Nonviolence should be a tactic of resistance movements, not a holy covenant As famed South African activist Nelson Mandela (1918-2013) said “ I called for nonviolent protest for as long as it was effective.”

Yet today’s climate change movement, advocating against environmental destruction, have calcified into purely nonviolent pacifists. A whole range of tactics have been deployed by successful movements, even excluding violence on people but focusing on property destruction. Was the fall of the Berlin War a violent attack on a wall?

That’s the short, provocative and effective 2021 climate activism book by Andreas Malm entitled: How to Blow Up a Pipeline: Learning to Fight in a World on Fire. It inspired a film of the same name. The movie is a fictional narrative, but the book is a challenging, but important, nonfiction read for activists.
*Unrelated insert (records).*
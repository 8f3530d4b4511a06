//! Ownership of the global timekeeping duty.
//!
//! Exactly one CPU at a time is responsible for advancing [`Jiffies`] from its
//! tick. When that CPU goes to sleep it may drop the duty; the next CPU whose
//! tick fires picks it up again. CPUs running in busy-adaptive mode (tickless
//! while running a task) complicate this: once any exist, the duty must never
//! be left unassigned, since there may be no idle CPU whose tick would notice.
//!
//! [`Jiffies`]: crate::Jiffies
use crate::{
    loom::sync::atomic::{AtomicBool, AtomicU32, AtomicUsize, Ordering::*},
    CpuId,
};
use alloc::boxed::Box;
use core::fmt;
use nohz_util::sync::RateLimit;

/// Tracks which CPU holds the timekeeping duty and which CPUs are running in
/// busy-adaptive mode.
///
/// All operations are lock-free, so they may be called from any CPU with
/// interrupts disabled.
pub struct DutyRegistry {
    /// The duty holder's CPU index, or [`NONE`].
    duty: AtomicUsize,
    /// The number of `busy` flags currently set.
    busy_count: AtomicU32,
    busy: Box<[AtomicBool]>,
}

/// The CPU asking to drop or claim the duty, as seen by
/// [`DutyRegistry::try_drop_or_claim`].
#[derive(Copy, Clone, Debug, Eq, PartialEq)]
pub struct Claimant {
    /// The CPU about to stop its tick.
    pub cpu: CpuId,
    /// The idle task is running on `cpu`.
    pub idle: bool,
    /// `cpu` is itself eligible for busy-adaptive operation.
    pub adaptive: bool,
}

/// The outcome of a duty handoff attempt.
#[derive(Copy, Clone, Debug, Eq, PartialEq)]
pub enum DutyState {
    /// The caller already held the duty and keeps it.
    Keep(CpuId),
    /// The duty is unassigned: the caller dropped it, or never held it.
    Dropped,
    /// The caller took over the duty.
    Took(CpuId),
    /// Another CPU holds the duty and keeps it.
    Deferred(CpuId),
}

/// The result of a single handoff attempt.
#[derive(Copy, Clone, Debug, Eq, PartialEq)]
enum Attempt {
    Done(DutyState),
    /// The registry changed while deciding; the decision may be stale.
    Retry,
}

const NONE: usize = usize::MAX;

/// The number of handoff attempts made before deferring to whoever the last
/// attempt observed.
const MAX_ATTEMPTS: usize = 2;

static RETRIES_EXHAUSTED: RateLimit = RateLimit::new(1);

impl DutyRegistry {
    /// Returns a new registry for `ncpus` CPUs, with the duty held by `initial`.
    #[must_use]
    pub fn new(ncpus: usize, initial: Option<CpuId>) -> Self {
        Self {
            duty: AtomicUsize::new(to_raw(initial)),
            busy_count: AtomicU32::new(0),
            busy: (0..ncpus).map(|_| AtomicBool::new(false)).collect(),
        }
    }

    /// Returns the CPU currently holding the duty.
    #[inline]
    #[must_use]
    pub fn holder(&self) -> Option<CpuId> {
        from_raw(self.duty.load(Acquire))
    }

    /// Returns `true` if `cpu` holds the duty.
    #[inline]
    #[must_use]
    pub fn is_holder(&self, cpu: CpuId) -> bool {
        self.duty.load(Acquire) == cpu.as_usize()
    }

    /// Returns the number of CPUs in busy-adaptive mode.
    #[inline]
    #[must_use]
    pub fn busy_adaptive_count(&self) -> u32 {
        self.busy_count.load(Acquire)
    }

    /// Returns `true` if `cpu` is marked as busy-adaptive.
    #[must_use]
    pub fn is_busy_adaptive(&self, cpu: CpuId) -> bool {
        self.busy
            .get(cpu.as_usize())
            .map_or(false, |busy| busy.load(Acquire))
    }

    /// Marks `cpu` as busy-adaptive.
    ///
    /// Returns `true` if it was not already marked.
    pub fn mark_busy_adaptive(&self, cpu: CpuId) -> bool {
        let Some(busy) = self.busy.get(cpu.as_usize()) else {
            return false;
        };
        if busy.swap(true, AcqRel) {
            return false;
        }
        let count = self.busy_count.fetch_add(1, AcqRel) + 1;
        tracing::debug!(%cpu, busy_adaptive = count, "cpu entered busy-adaptive mode");
        true
    }

    /// Clears `cpu`'s busy-adaptive mark.
    ///
    /// Returns `true` if it was marked.
    pub fn clear_busy_adaptive(&self, cpu: CpuId) -> bool {
        let Some(busy) = self.busy.get(cpu.as_usize()) else {
            return false;
        };
        if !busy.swap(false, AcqRel) {
            return false;
        }
        let prev = self.busy_count.fetch_sub(1, AcqRel);
        nohz_util::warn_on_once!(
            prev == 0,
            "busy-adaptive count underflowed clearing {}",
            cpu
        );
        tracing::debug!(%cpu, busy_adaptive = prev.wrapping_sub(1), "cpu left busy-adaptive mode");
        true
    }

    /// Claims the duty for `cpu` if nobody holds it.
    ///
    /// Returns `true` if `cpu` holds the duty afterwards.
    pub fn claim_if_unassigned(&self, cpu: CpuId) -> bool {
        match self.swap_holder(NONE, cpu.as_usize()) {
            Ok(_) => {
                tracing::debug!(%cpu, "claimed unassigned timekeeping duty");
                true
            }
            Err(holder) => holder == cpu.as_usize(),
        }
    }

    /// Releases the duty if `cpu` holds it.
    ///
    /// Returns `true` if the duty was released.
    pub fn release(&self, cpu: CpuId) -> bool {
        let released = self.swap_holder(cpu.as_usize(), NONE).is_ok();
        if released {
            tracing::debug!(%cpu, "released timekeeping duty");
        }
        released
    }

    /// Decides whether the claimant keeps, drops, or takes the timekeeping
    /// duty before stopping its tick.
    ///
    /// When no CPU is busy-adaptive, the claimant simply drops the duty if it
    /// holds it: whichever CPU ticks next will take it. Otherwise, the duty
    /// must stay assigned. The claimant keeps it if it holds it, and takes it
    /// if nobody holds it or if the holder is itself busy-adaptive (and the
    /// claimant is idle or not adaptive-eligible, so that it is a better
    /// timekeeper).
    ///
    /// Each attempt is retried at most once if the registry changed under
    /// it. If the second attempt is also stale, the claimant defers to the
    /// holder it observed.
    pub fn try_drop_or_claim(&self, claimant: Claimant) -> DutyState {
        for attempt in 0..MAX_ATTEMPTS {
            match self.attempt(claimant) {
                Attempt::Done(state) => {
                    tracing::trace!(cpu = %claimant.cpu, attempt, ?state, "duty handoff");
                    return state;
                }
                Attempt::Retry => {
                    test_trace!(cpu = %claimant.cpu, attempt, "duty handoff raced, retrying");
                }
            }
        }

        if RETRIES_EXHAUSTED.allow() {
            tracing::warn!(
                cpu = %claimant.cpu,
                "timekeeping duty handoff kept racing; deferring to the current holder"
            );
        }

        let me = claimant.cpu.as_usize();
        match self.duty.load(Acquire) {
            holder if holder == me => DutyState::Keep(claimant.cpu),
            NONE if self.busy_adaptive_count() > 0 => match self.swap_holder(NONE, me) {
                Ok(_) => DutyState::Took(claimant.cpu),
                Err(holder) => state_for(me, holder),
            },
            holder => state_for(me, holder),
        }
    }

    fn attempt(&self, claimant: Claimant) -> Attempt {
        let me = claimant.cpu.as_usize();

        if test_dbg!(self.busy_adaptive_count()) == 0 {
            let prev = match self.swap_holder(me, NONE) {
                Ok(prev) | Err(prev) => prev,
            };
            // a CPU may have entered busy-adaptive mode after we checked; if
            // so, it may be counting on the duty we just dropped.
            if test_dbg!(self.busy_adaptive_count()) > 0 {
                return Attempt::Retry;
            }
            return Attempt::Done(if prev == me {
                DutyState::Dropped
            } else {
                state_for(me, prev)
            });
        }

        let curr = test_dbg!(self.duty.load(Acquire));
        if curr == me {
            return Attempt::Done(DutyState::Keep(claimant.cpu));
        }

        let take = match from_raw(curr) {
            None => true,
            Some(holder) => {
                self.is_busy_adaptive(holder) && (claimant.idle || !claimant.adaptive)
            }
        };
        let new = if take { me } else { curr };

        // even when deferring, confirm that the holder we are deferring to
        // did not change under us.
        if self.swap_holder(curr, new).is_err() {
            return Attempt::Retry;
        }

        // the last busy-adaptive CPU may have left, in which case nobody
        // needs the duty kept.
        if test_dbg!(self.busy_adaptive_count()) == 0 {
            return Attempt::Retry;
        }

        Attempt::Done(if take {
            DutyState::Took(claimant.cpu)
        } else {
            state_for(me, curr)
        })
    }

    #[inline]
    fn swap_holder(&self, curr: usize, new: usize) -> Result<usize, usize> {
        test_dbg!(self.duty.compare_exchange(curr, new, AcqRel, Acquire))
    }
}

impl fmt::Debug for DutyRegistry {
    fn fmt(&self, f: &mut fmt::Formatter<'_>) -> fmt::Result {
        f.debug_struct("DutyRegistry")
            .field("holder", &self.holder())
            .field("busy_adaptive_count", &self.busy_adaptive_count())
            .finish()
    }
}

fn state_for(me: usize, holder: usize) -> DutyState {
    match from_raw(holder) {
        None => DutyState::Dropped,
        Some(cpu) if holder == me => DutyState::Keep(cpu),
        Some(cpu) => DutyState::Deferred(cpu),
    }
}

fn to_raw(cpu: Option<CpuId>) -> usize {
    cpu.map_or(NONE, CpuId::as_usize)
}

fn from_raw(raw: usize) -> Option<CpuId> {
    if raw == NONE {
        return None;
    }
    u32::try_from(raw).ok().map(CpuId::new)
}

// === impl DutyState ===

impl DutyState {
    /// Returns the CPU holding the duty after the handoff.
    #[must_use]
    pub fn holder(self) -> Option<CpuId> {
        match self {
            Self::Keep(cpu) | Self::Took(cpu) | Self::Deferred(cpu) => Some(cpu),
            Self::Dropped => None,
        }
    }

    /// Returns `true` if the claimant holds the duty after the handoff.
    #[must_use]
    pub fn claimant_holds(self) -> bool {
        matches!(self, Self::Keep(_) | Self::Took(_))
    }
}
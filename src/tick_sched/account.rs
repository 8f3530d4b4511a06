use super::{TickSched, TickState};
use crate::{platform::AccountKind, CpuId, Platform};
use nohz_util::sync::RateLimit;

/// The accounting bucket that ticks skipped while a CPU's tick is stopped
/// will be charged to when they are flushed.
#[derive(Copy, Clone, Debug, Default, Eq, PartialEq, Hash)]
pub enum AccountingReason {
    /// Nothing is pending.
    #[default]
    None,
    /// The tick was stopped by the idle loop.
    Idle,
    /// The tick was stopped while the task ran in user mode.
    User,
    /// The tick was stopped while the task ran in the kernel.
    System,
}

/// Flushed tick counts at or above this are assumed to come from a corrupted
/// snapshot.
const IMPLAUSIBLE_TICKS: u64 = i64::MAX as u64;

static IMPLAUSIBLE: RateLimit = RateLimit::new(1);

impl AccountingReason {
    /// Returns the sink that ticks saved for this reason are charged to.
    #[must_use]
    pub fn kind(self) -> Option<AccountKind> {
        match self {
            Self::None => None,
            Self::Idle => Some(AccountKind::Idle),
            Self::User => Some(AccountKind::User),
            Self::System => Some(AccountKind::System),
        }
    }
}

impl<P: Platform> TickSched<P> {
    /// Charges the ticks that elapsed since `saved_jiffies` to the bucket
    /// selected by `saved_reason`, and re-snapshots `saved_jiffies` so that a
    /// repeated flush charges nothing.
    ///
    /// Returns the number of ticks charged.
    pub(super) fn flush(&self, cpu: CpuId, ts: &mut TickState) -> u64 {
        let jiffies = self.jiffies.get();
        let ticks = jiffies.wrapping_sub(ts.saved_jiffies);
        ts.saved_jiffies = jiffies;

        if ticks == 0 {
            return 0;
        }

        if ticks >= IMPLAUSIBLE_TICKS {
            if IMPLAUSIBLE.allow() {
                tracing::warn!(
                    %cpu,
                    jiffies,
                    saved_jiffies = jiffies.wrapping_sub(ticks),
                    reason = ?ts.saved_reason,
                    "refusing to account an implausible number of skipped ticks"
                );
            }
            return 0;
        }

        let Some(kind) = ts.saved_reason.kind() else {
            return 0;
        };
        tracing::trace!(%cpu, ?kind, ticks, "flushing skipped ticks");
        self.platform.account_ticks(kind, cpu, ticks);
        ticks
    }

    /// Begins saving skipped ticks for `reason` from the current tick count.
    pub(super) fn save_ticks(&self, ts: &mut TickState, reason: AccountingReason) {
        ts.saved_jiffies = self.jiffies.get();
        ts.saved_reason = reason;
    }
}

#[cfg(test)]
mod tests {
    use super::*;

    #[test]
    fn reasons_map_to_sinks() {
        assert_eq!(AccountingReason::None.kind(), None);
        assert_eq!(AccountingReason::Idle.kind(), Some(AccountKind::Idle));
        assert_eq!(AccountingReason::User.kind(), Some(AccountKind::User));
        assert_eq!(AccountingReason::System.kind(), Some(AccountKind::System));
        assert_eq!(AccountingReason::default(), AccountingReason::None);
    }
}
#[allow(unused_imports)]
pub(crate) use self::inner::*;

#[cfg(loom)]
mod inner {
    pub(crate) use loom::{model, sync, thread};
}

#[cfg(not(loom))]
mod inner {
    #![allow(dead_code)]

    pub(crate) mod sync {
        pub(crate) use nohz_util::sync::atomic;

        #[cfg(test)]
        pub(crate) use std::sync::Arc;
    }


    #[cfg(test)]
    pub(crate) fn model(f: impl Fn()) {
        let _trace = crate::test_util::trace_init();
        f()
    }
}
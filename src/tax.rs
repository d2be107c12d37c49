//! Marriage penalty / bonus calculator.
//!
//! Compares two people's federal income tax filed as single against the tax
//! on their combined income filed jointly. Wage income only: no credits,
//! itemized deductions or capital-gains rates.

use serde::Serialize;
use thiserror::Error;

#[derive(Debug, Clone, Copy, PartialEq, Eq, Serialize)]
#[serde(rename_all = "snake_case")]
pub enum FilingStatus {
    Single,
    MarriedJoint,
}

#[derive(Debug, Error, PartialEq)]
pub enum TaxError {
    #[error("unsupported tax year {0} (supported: 2023, 2024)")]
    UnsupportedYear(u16),

    #[error("{field} must be a non-negative amount no greater than 1e12")]
    InvalidIncome { field: &'static str },
}

pub const DEFAULT_YEAR: u16 = 2024;

/// Largest income accepted; keeps every intermediate sum representable to the cent.
pub const MAX_INCOME: f64 = 1e12;

/// Upper bound of each bracket and its marginal rate; the last bracket is
/// unbounded.
type Schedule = &'static [(f64, f64)];

struct YearTable {
    single: Schedule,
    joint: Schedule,
    deduction_single: f64,
    deduction_joint: f64,
}

static TABLE_2023: YearTable = YearTable {
    single: &[
        (11_000.0, 0.10),
        (44_725.0, 0.12),
        (95_375.0, 0.22),
        (182_100.0, 0.24),
        (231_250.0, 0.32),
        (578_125.0, 0.35),
        (f64::INFINITY, 0.37),
    ],
    joint: &[
        (22_000.0, 0.10),
        (89_450.0, 0.12),
        (190_750.0, 0.22),
        (364_200.0, 0.24),
        (462_500.0, 0.32),
        (693_750.0, 0.35),
        (f64::INFINITY, 0.37),
    ],
    deduction_single: 13_850.0,
    deduction_joint: 27_700.0,
};

static TABLE_2024: YearTable = YearTable {
    single: &[
        (11_600.0, 0.10),
        (47_150.0, 0.12),
        (100_525.0, 0.22),
        (191_950.0, 0.24),
        (243_725.0, 0.32),
        (609_350.0, 0.35),
        (f64::INFINITY, 0.37),
    ],
    joint: &[
        (23_200.0, 0.10),
        (94_300.0, 0.12),
        (201_050.0, 0.22),
        (383_900.0, 0.24),
        (487_450.0, 0.32),
        (731_200.0, 0.35),
        (f64::INFINITY, 0.37),
    ],
    deduction_single: 14_600.0,
    deduction_joint: 29_200.0,
};

fn table(year: u16) -> Result<&'static YearTable, TaxError> {
    match year {
        2023 => Ok(&TABLE_2023),
        2024 => Ok(&TABLE_2024),
        other => Err(TaxError::UnsupportedYear(other)),
    }
}

fn round_cents(x: f64) -> f64 {
    (x * 100.0).round() / 100.0
}

fn check_income(field: &'static str, income: f64) -> Result<(), TaxError> {
    if (0.0..=MAX_INCOME).contains(&income) {
        Ok(())
    } else {
        Err(TaxError::InvalidIncome { field })
    }
}

/// Federal tax owed on `income` of wages after the standard deduction.
pub fn compute_tax(income: f64, status: FilingStatus, year: u16) -> Result<f64, TaxError> {
    check_income("income", income)?;
    let t = table(year)?;
    let (schedule, deduction) = match status {
        FilingStatus::Single => (t.single, t.deduction_single),
        FilingStatus::MarriedJoint => (t.joint, t.deduction_joint),
    };

    let taxable = (income - deduction).max(0.0);
    let mut owed = 0.0;
    let mut floor = 0.0;

    for &(ceiling, rate) in schedule {
        if taxable <= floor {
            break;
        }
        owed += (taxable.min(ceiling) - floor) * rate;
        floor = ceiling;
    }

    Ok(round_cents(owed))
}

#[derive(Debug, Clone, Copy, PartialEq, Eq, Serialize)]
#[serde(rename_all = "lowercase")]
pub enum Outcome {
    Penalty,
    Bonus,
    Neutral,
}

#[derive(Debug, Clone, PartialEq, Serialize)]
pub struct MarriageTaxComparison {
    pub year: u16,
    pub single_a: f64,
    pub single_b: f64,
    pub combined_single: f64,
    pub married_joint: f64,
    /// Joint minus combined single; positive is a penalty.
    pub difference: f64,
    pub outcome: Outcome,
}

pub fn compare(income_a: f64, income_b: f64, year: u16) -> Result<MarriageTaxComparison, TaxError> {
    check_income("income_a", income_a)?;
    check_income("income_b", income_b)?;

    let single_a = compute_tax(income_a, FilingStatus::Single, year)?;
    let single_b = compute_tax(income_b, FilingStatus::Single, year)?;
    let married_joint = compute_tax(income_a + income_b, FilingStatus::MarriedJoint, year)?;
    let combined_single = round_cents(single_a + single_b);
    let difference = round_cents(married_joint - combined_single);

    let outcome = if difference > 0.0 {
        Outcome::Penalty
    } else if difference < 0.0 {
        Outcome::Bonus
    } else {
        Outcome::Neutral
    };

    Ok(MarriageTaxComparison {
        year,
        single_a,
        single_b,
        combined_single,
        married_joint,
        difference,
        outcome,
    })
}

#[cfg(test)]
mod tests {
    use super::*;

    #[test]
    fn test_below_standard_deduction_owes_nothing() {
        assert_eq!(compute_tax(10_000.0, FilingStatus::Single, 2024), Ok(0.0));
        assert_eq!(compute_tax(0.0, FilingStatus::MarriedJoint, 2023), Ok(0.0));
    }

    #[test]
    fn test_single_2024_known_value() {
        // taxable 85_400: 1160 + 4266 + 8415
        assert_eq!(compute_tax(100_000.0, FilingStatus::Single, 2024), Ok(13_841.0));
    }

    #[test]
    fn test_joint_2023_known_value() {
        // taxable 72_300: 2200 + 6036
        assert_eq!(compute_tax(100_000.0, FilingStatus::MarriedJoint, 2023), Ok(8_236.0));
    }

    #[test]
    fn test_top_bracket_reached() {
        let low = compute_tax(1_000_000.0, FilingStatus::Single, 2024).unwrap();
        let high = compute_tax(1_000_100.0, FilingStatus::Single, 2024).unwrap();
        assert!((high - low - 37.0).abs() < 0.01);
    }

    #[test]
    fn test_equal_moderate_incomes_are_neutral() {
        let c = compare(60_000.0, 60_000.0, 2024).unwrap();
        assert_eq!(c.outcome, Outcome::Neutral);
        assert_eq!(c.married_joint, c.combined_single);
    }

    #[test]
    fn test_single_earner_gets_bonus() {
        let c = compare(150_000.0, 0.0, 2024).unwrap();
        assert_eq!(c.outcome, Outcome::Bonus);
        assert!(c.difference < 0.0);
    }

    #[test]
    fn test_high_equal_incomes_get_penalty() {
        // joint 35% bracket starts below twice the single 35% bracket
        let c = compare(700_000.0, 700_000.0, 2024).unwrap();
        assert_eq!(c.outcome, Outcome::Penalty);
    }

    #[test]
    fn test_rejects_bad_input() {
        assert_eq!(
            compare(-1.0, 0.0, 2024),
            Err(TaxError::InvalidIncome { field: "income_a" })
        );
        assert_eq!(
            compare(0.0, f64::NAN, 2024),
            Err(TaxError::InvalidIncome { field: "income_b" })
        );
        assert_eq!(compare(1.0, 1.0, 1999), Err(TaxError::UnsupportedYear(1999)));
    }

    #[test]
    fn test_rejects_income_above_cap() {
        assert_eq!(
            compare(1e307, 1e307, 2024),
            Err(TaxError::InvalidIncome { field: "income_a" })
        );
        assert_eq!(
            compute_tax(f64::INFINITY, FilingStatus::Single, 2024),
            Err(TaxError::InvalidIncome { field: "income" })
        );

        let c = compare(MAX_INCOME, MAX_INCOME, 2024).unwrap();
        assert!(c.difference.is_finite());
        assert_eq!(c.outcome, Outcome::Penalty);
    }
}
As the author argues, the two most common defenses of nonviolence:

  • moral: we are the good guys, so nonviolence is the only option and
  • strategic: it is always taken too far, so it is actually the better option

Yet this “strategic pacifism is sanitized history,” Malm writes. All so-called nonviolent movements benefited from “the radical flank effect,” in which a more violent group pushed the issue even farther. In contrast, the nonviolent movement seemed sensible. In this way, even if radical and more centrist groups despite each other, they actually work together.

As the author writes: “There is something suspicious about total tactical conformity”

Below I share my notes for future reference.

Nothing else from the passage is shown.